The Federal Reserve was slightly more hawkish yesterday but the improving jobs market cited by the Fed is arguable. A large range in today's GDP reading from the US. The zloty is weaker in the late morning again.
Macro data (CET- Central European Time). Survey is supplied by Bloomberg unless otherwise noted.
14.30: GDP data for Q2 from the US (survey: +2.5% q/q seasonally adjusted annualized data)
14.30: Initial jobless claims from the US (survey: 270k)
Interesting change in Fed statement
Yesterday, we presented a few points regarding the hypothetical changes in the Fed's statement. In line with expectations the Federal Reserve kept the description of growth as “moderate”. The phrase on stabilizing prices of energy commodities was erased also in line with our analysis.
The view on weak investments and export was also kept in the statement. Before the Fed's message hit the wire we described the jobs market situation as balanced since the last Fed meeting. We pointed out that payrolls were weaker, and can be confirmed by the 6 month moving average, which slumped to the lowest point in a year. It was also clear that the most recent unemployment rate dropped due to the falling participation rate and the wages growth slowed in June to only two percent.
The Fed, however, described the current situation differently claiming that “the labour market continued to improve, with solid job gains and declining unemployment”. Additionally, in the part of the statement describing the conditions which warrant an interest rate hike the Federal Reserve wrote that “it will be appropriate to raise the target range for federal funds when it has seen some further improvement in the labour market”.

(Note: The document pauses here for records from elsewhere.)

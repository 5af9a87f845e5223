//! Common test utilities for transaction context integration tests
//!
//! This module provides shared test infrastructure including:
//! - An in-memory wallet provider emulating the `Transactions` contract
//! - Test environment setup with a temporary count cache
//! - Logging and address helpers
#![allow(dead_code)]

use alloy_sol_types::SolCall;
use async_trait::async_trait;
use ledger_transfers::provider::{ProviderError, TransactionRequest};
use ledger_transfers::{
    Address, ContextConfig, RpcRequest, Transactions, TransactionContext, WalletProvider, B256,
    U256,
};
use serde_json::{json, Value};
use std::sync::{Arc, Mutex};
use std::time::Duration;
use tempfile::TempDir;

pub fn contract() -> Address {
    Address::repeat_byte(0xcc)
}

/// Initialize logging (only once, subsequent calls are no-ops)
///
/// A `.env` file in the crate root may override `RUST_LOG`.
pub fn init_logging() {
    dotenv::dotenv().ok();
    let _ = env_logger::builder()
        .is_test(true)
        .filter_level(log::LevelFilter::Debug)
        .try_init();
}

pub fn sender() -> Address {
    Address::repeat_byte(0x12)
}

pub fn random_address() -> Address {
    Address::from(rand::random::<[u8; 20]>())
}

/// Lower-case rendering used by the UI
pub fn lower_hex(address: Address) -> String {
    format!("0x{}", hex::encode(address.as_slice()))
}

pub fn transfer_record(message: &str, amount_wei: u64, timestamp: u64) -> Transactions::TransferStruct {
    Transactions::TransferStruct {
        sender: sender(),
        receiver: random_address(),
        amount: U256::from(amount_wei),
        message: message.to_string(),
        timestamp: U256::from(timestamp),
        keyword: "seed".to_string(),
    }
}

/// State behind the mock provider: wallet accounts plus contract storage
#[derive(Default)]
pub struct MockLedger {
    /// Accounts returned by `eth_accounts`
    pub authorized: Vec<Address>,
    /// Accounts granted when the user approves `eth_requestAccounts`
    pub grant_on_request: Vec<Address>,
    pub reject_connection: bool,
    pub reject_transfer: bool,
    pub reject_record: bool,
    pub revert_record: bool,
    pub fail_reads: bool,
    /// Number of receipt polls answered with `null` before inclusion
    pub pending_polls: u32,
    /// Number of receipt polls answered with a transport error before any other answer
    pub failing_polls: u32,
    pub records: Vec<Transactions::TransferStruct>,
    /// Every method called, in order
    pub calls: Vec<String>,
    /// Raw params of each native value transfer
    pub transfers: Vec<Value>,
    pub nonce: u64,
    pub clock: u64,
}

impl MockLedger {
    pub fn with_records(records: Vec<Transactions::TransferStruct>) -> Self {
        Self {
            records,
            clock: 1_700_000_000,
            ..Default::default()
        }
    }

    pub fn authorized(mut self, account: Address) -> Self {
        self.authorized = vec![account];
        self
    }

    fn next_hash(&mut self) -> B256 {
        self.nonce += 1;
        alloy_primitives::keccak256(self.nonce.to_be_bytes())
    }

    fn send_transaction(&mut self, params: &Value) -> Result<Value, ProviderError> {
        let tx: TransactionRequest = serde_json::from_value(params[0].clone())
            .map_err(|e| ProviderError::InvalidResponse(e.to_string()))?;

        match tx.data {
            None => {
                if self.reject_transfer {
                    return Err(rejected());
                }
                self.transfers.push(params[0].clone());
            }
            Some(data) => {
                if self.reject_record {
                    return Err(rejected());
                }
                let call = Transactions::addToBlockchainCall::abi_decode(&data, true)
                    .map_err(|e| ProviderError::InvalidResponse(e.to_string()))?;
                self.clock += 12;
                self.records.push(Transactions::TransferStruct {
                    sender: tx.from.unwrap_or_default(),
                    receiver: call.receiver,
                    amount: call.amount,
                    message: call.message,
                    timestamp: U256::from(self.clock),
                    keyword: call.keyword,
                });
            }
        }

        let hash = self.next_hash();
        Ok(serde_json::to_value(hash).unwrap())
    }

    fn call(&mut self, params: &Value) -> Result<Value, ProviderError> {
        if self.fail_reads {
            return Err(ProviderError::Rpc {
                code: -32000,
                message: "header not found".to_string(),
            });
        }
        let tx: TransactionRequest = serde_json::from_value(params[0].clone())
            .map_err(|e| ProviderError::InvalidResponse(e.to_string()))?;
        let data = tx.data.unwrap_or_default();

        let output = if data.starts_with(&Transactions::getAllTransactionsCall::SELECTOR) {
            Transactions::getAllTransactionsCall::abi_encode_returns(&(self.records.clone(),))
        } else if data.starts_with(&Transactions::getTransactionCountCall::SELECTOR) {
            Transactions::getTransactionCountCall::abi_encode_returns(&(U256::from(
                self.records.len(),
            ),))
        } else {
            return Err(ProviderError::Rpc {
                code: 3,
                message: "execution reverted".to_string(),
            });
        };

        Ok(serde_json::to_value(alloy_primitives::Bytes::from(output)).unwrap())
    }

    fn receipt(&mut self, params: &Value) -> Result<Value, ProviderError> {
        if self.failing_polls > 0 {
            self.failing_polls -= 1;
            return Err(ProviderError::Transport("connection reset".to_string()));
        }
        if self.pending_polls > 0 {
            self.pending_polls -= 1;
            return Ok(Value::Null);
        }
        let status = if self.revert_record { "0x0" } else { "0x1" };
        Ok(json!({
            "transactionHash": params[0],
            "blockNumber": "0x2a",
            "status": status,
        }))
    }
}

fn rejected() -> ProviderError {
    ProviderError::Rpc {
        code: 4001,
        message: "User rejected the request.".to_string(),
    }
}

/// Wallet provider double answering from a [`MockLedger`]
pub struct MockProvider {
    pub ledger: Mutex<MockLedger>,
}

impl MockProvider {
    pub fn new(ledger: MockLedger) -> Arc<Self> {
        Arc::new(Self {
            ledger: Mutex::new(ledger),
        })
    }

    /// How many times `method` was requested
    pub fn calls(&self, method: &str) -> usize {
        self.ledger
            .lock()
            .unwrap()
            .calls
            .iter()
            .filter(|m| m.as_str() == method)
            .count()
    }

    pub fn record_count(&self) -> usize {
        self.ledger.lock().unwrap().records.len()
    }

    pub fn transfer_count(&self) -> usize {
        self.ledger.lock().unwrap().transfers.len()
    }

    pub fn update(&self, f: impl FnOnce(&mut MockLedger)) {
        f(&mut self.ledger.lock().unwrap());
    }
}

#[async_trait]
impl WalletProvider for MockProvider {
    async fn request(&self, request: RpcRequest) -> Result<Value, ProviderError> {
        let mut ledger = self.ledger.lock().unwrap();
        ledger.calls.push(request.method.clone());

        match request.method.as_str() {
            "eth_accounts" => Ok(json!(ledger.authorized)),
            "eth_requestAccounts" => {
                if ledger.reject_connection {
                    return Err(rejected());
                }
                ledger.authorized = ledger.grant_on_request.clone();
                Ok(json!(ledger.authorized))
            }
            "eth_sendTransaction" => ledger.send_transaction(&request.params),
            "eth_call" => ledger.call(&request.params),
            "eth_getTransactionReceipt" => ledger.receipt(&request.params),
            other => Err(ProviderError::Rpc {
                code: -32601,
                message: format!("method {} not found", other),
            }),
        }
    }
}

/// Test environment with a temporary cache directory
pub struct TestEnvironment {
    pub temp_dir: TempDir,
    pub provider: Arc<MockProvider>,
    pub context: TransactionContext,
}

impl TestEnvironment {
    pub fn new(ledger: MockLedger) -> anyhow::Result<Self> {
        init_logging();
        let temp_dir = TempDir::new()?;
        log::info!("📁 Test cache directory: {:?}", temp_dir.path());

        let provider = MockProvider::new(ledger);
        let injected: Arc<dyn WalletProvider> = provider.clone();
        let context = TransactionContext::new(test_config(&temp_dir), Some(injected));

        Ok(Self {
            temp_dir,
            provider,
            context,
        })
    }

    /// Environment whose cache already holds `count`
    pub fn with_cached_count(ledger: MockLedger, count: u64) -> anyhow::Result<Self> {
        init_logging();
        let temp_dir = TempDir::new()?;
        ledger_transfers::Storage::new(temp_dir.path()).save_transaction_count(count)?;

        let provider = MockProvider::new(ledger);
        let injected: Arc<dyn WalletProvider> = provider.clone();
        let context = TransactionContext::new(test_config(&temp_dir), Some(injected));

        Ok(Self {
            temp_dir,
            provider,
            context,
        })
    }

    pub fn cached_count(&self) -> Option<u64> {
        ledger_transfers::Storage::new(self.temp_dir.path())
            .load_transaction_count()
            .unwrap()
    }
}

pub fn test_config(temp_dir: &TempDir) -> ContextConfig {
    ContextConfig {
        contract_address: contract(),
        provider_url: None,
        cache_dir: temp_dir.path().to_path_buf(),
        confirmation_poll_interval: Duration::from_millis(5),
        ..Default::default()
    }
}

/// Draw every event currently queued on `rx`
pub fn drain<T: Clone>(rx: &mut tokio::sync::broadcast::Receiver<T>) -> Vec<T> {
    let mut events = Vec::new();
    while let Ok(event) = rx.try_recv() {
        events.push(event);
    }
    events
}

Earlier the statement didn't include the word “some”. The market understood this as slight hawkishness because less improvement in the job market is required to hike the benchmark.
It was the main element which pushed the dollar higher. We also observed that yields on 2-year US bonds rose to almost 4-year highs around 0.72%.
The Federal Reserve opened the door to raising interest rates in September slightly more or at least it would like the market to interpret it in such a way. Of course, if we get a set of weaker data in the coming weeks the message in the statement will not be valid. On the other hand, in the case of job gains around 220k both in July and August we should get ready for the first hike in September.
Puzzling GDP reading from the US
After yesterday's Fed meeting the market is anticipating another important publication. In the afternoon the US Q2 GDP reading is expected to hit the wire. The median economist's projection surveyed by Bloomberg is around +2.5% (seasonally adjusted q/q annualized reading).
It is worth noting, however, that the range is quite a bit higher (from 1.2% to 3.8%). Moreover, even if we look at the top economists the publication is still not clear. IHS Global Insight claims that the US economy can grow at a pace of 2.3 while High Frequency Economics, which is second according to the Bloomberg ranking, expects the expansion to be 3.5%.
According to “The Wall Street Journal” The Commerce Department is expected to present a yearly data update and even some seasonality changes, which may reduce the weakness in the first quarters but also flatten future rebounds.
The foreign market in a few sentences
The Fed made yesterday another small step to the first interest rate hike. Today, however, the market attention will be focused on the GDP reading from the US. But the uncertainty regarding the advanced estimate, revisions and seasonal adjustment might generate more turmoil after the publication.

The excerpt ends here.